Accordingly, if the region size is large enough then only offline
map data is enabled and similarly, if the region size is not large
enough then only online map data is enabled.
[0040] FIG. 5 is a diagram illustrating the fusing of online and
offline map data to generate a fused online model 502. Image 504
illustrates the appearance of a target object 505 at the time of
creating offline map data, while image 506 illustrates the
appearance of the same target object 505, except now at runtime. As
can be seen by comparison of image 504 with image 506, at runtime,
target object 505 may have a different appearance, due to differing
lighting conditions, viewing distance, viewing angle, and/or due to
a physical change in the target object (e.g., bonnet/hood
modification to car). Prior to runtime, offline map data of the
target object is created, as represented by image 508. As shown in
image 508, various features (e.g., 510 and 512) may be extracted
from the pre-runtime image 504 and added to the offline map data. A
feature may refer to a region in the digital image that differs in
properties, such as brightness or color, compared to areas
surrounding that region. In one aspect, a feature is a region of a
digital image in which some properties are constant or vary within
a prescribed range of values. In one embodiment, a feature may
include a point of interest (e.g., "location" or "keypoint") and a
description (e.g., "descriptor") of the region surrounding the
interest point. Thus, offline map data 508 includes multiple
features, that each include a location (e.g., in 3D space) and a
descriptor of that feature.
[0041] During runtime, newly acquired image 506 may be used to
dynamically extract features corresponding to the target object
505. As shown in images 514 and 520, various features including
features 516, 518, 522, 523 and 524 are extracted from the image
obtained at runtime. Some features extracted from image 506 may
correspond with features already contained in the offline map data
508. For example, image 514 illustrates extracted features 516 and
518, which correspond with previously extracted features 510 and
512, respectively. However, features 516 and 518 may have updated
descriptors due to a differing appearance of the target object. As
will be discussed in more detail below, embodiments discussed
herein may update the offline features with the updated descriptors
and then use those updated offline features to generate the fused
online model 502.
[0042] While some features extracted from image 506 may correspond
with features already contained in the offline map data 508, other
extracted features may be newly detected features (e.g., due to new
viewing angle, new lighting conditions, physical shape changes,
etc.). By way of example, features 522, 523, and 524 of image 520
illustrate previously undetected features of the target object 505.
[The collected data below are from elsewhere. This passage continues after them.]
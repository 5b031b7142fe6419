//! Per-scope submission report.
//!
//! Shows how many submissions each scope holds and how many were rejected,
//! so an instructor can see at a glance where duplicates cluster.

use anyhow::Result;

use copycat_core::{ScopeSummary, SubmissionRepository};

use crate::config::Config;
use crate::db;
use crate::sqlite_repo::SqliteRepository;

pub async fn run_stats(config: &Config, scope: Option<&str>) -> Result<()> {
    let pool = db::connect(config).await?;
    let repo = SqliteRepository::new(pool);

    let summaries: Vec<ScopeSummary> = match scope {
        Some(s) => vec![repo.scope_summary(s).await?],
        None => repo.all_scope_summaries().await?,
    };

    let db_size = std::fs::metadata(&config.db.path)
        .map(|m| m.len())
        .unwrap_or(0);

    println!("Copycat — Submission Stats");
    println!("==========================");
    println!();
    println!("  Database:    {}", config.db.path.display());
    println!("  Size:        {}", format_bytes(db_size));
    println!();

    if summaries.is_empty() {
        println!("  No submissions yet.");
    } else {
        println!(
            "  {:<24} {:>7} {:>9} {:>9} {:>8}",
            "SCOPE", "TOTAL", "ACCEPTED", "REJECTED", "REJ %"
        );
        println!("  {}", "-".repeat(61));
        for s in &summaries {
            println!(
                "  {:<24} {:>7} {:>9} {:>9} {:>7}%",
                s.scope_id,
                s.total,
                s.accepted,
                s.rejected,
                s.rejection_rate()
            );
        }
    }

    println!();

    repo.pool().close().await;
    Ok(())
}

/// Format a byte count as a human-readable string.
fn format_bytes(bytes: u64) -> String {
    if bytes < 1024 {
        format!("{} B", bytes)
    } else if bytes < 1024 * 1024 {
        format!("{:.1} KB", bytes as f64 / 1024.0)
    } else if bytes < 1024 * 1024 * 1024 {
        format!("{:.1} MB", bytes as f64 / (1024.0 * 1024.0))
    } else {
        format!("{:.2} GB", bytes as f64 / (1024.0 * 1024.0 * 1024.0))
    }
}

#[cfg(test)]
mod tests {
    use super::*;

    #[test]
    fn test_format_bytes() {
        assert_eq!(format_bytes(512), "512 B");
        assert_eq!(format_bytes(2048), "2.0 KB");
        assert_eq!(format_bytes(5 * 1024 * 1024), "5.0 MB");
    }
}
These features may have been previously undetected either because
of a change in the physical shape, color, or texture of target
object 505, a change in lighting conditions, and/or a change in the
viewing angle/distance. Regardless, embodiments discussed herein
may add the newly detected features when generating the fused
online model 502. Block 526 illustrates the merging of offline map
data 508 with the online map data that includes both offline
features updated with new appearance information (i.e.,
descriptors) and also newly detected features. Offline map data 508
is fused with the online map data in order to generate the fused
online model 502, which may then be subsequently used for object
tracking.
[0043] FIG. 6 is a flowchart illustrating a process 600 of fusing
online map data with offline map data. Process 600 will be
described with reference to FIGS. 5 and 6. Process 600 is one
possible implementation of process block 140 of FIG. 1C. Process
600 begins at process block 605 which assumes that the target
object has already been detected and that one or more features have
been extracted from the recently obtained image(s). In process
block 610, extracted online features are found which correspond to
the features included in the previously built offline map data. In
one embodiment, a 3D point in the offline map is projected onto a
current image (i.e., at runtime) of the target object. Then, the
online map data is searched to find online features that are close
to the location of the projected offline 3D point. In one example,
an online feature is close to the projected offline 3D point if the
distance between a location of the online feature and the location
of the projected offline 3D point is less than a threshold
distance.
[0044] Decision block 615 then compares the online features with
their corresponding offline features. In one embodiment, comparison
of the online features with offline features includes comparison of
their feature descriptors. If the descriptors are different, the
process 600 advances to process blocks 620 and 625, where the
offline feature is updated with the descriptor of the online
feature (620) and where the updated offline feature is added to the
fused online model. If, however, in decision block 615, it is
determined that the online feature is not different from its
corresponding offline feature, the process 600 may skip process
blocks 620 and 625 and proceed directly to decision block 630.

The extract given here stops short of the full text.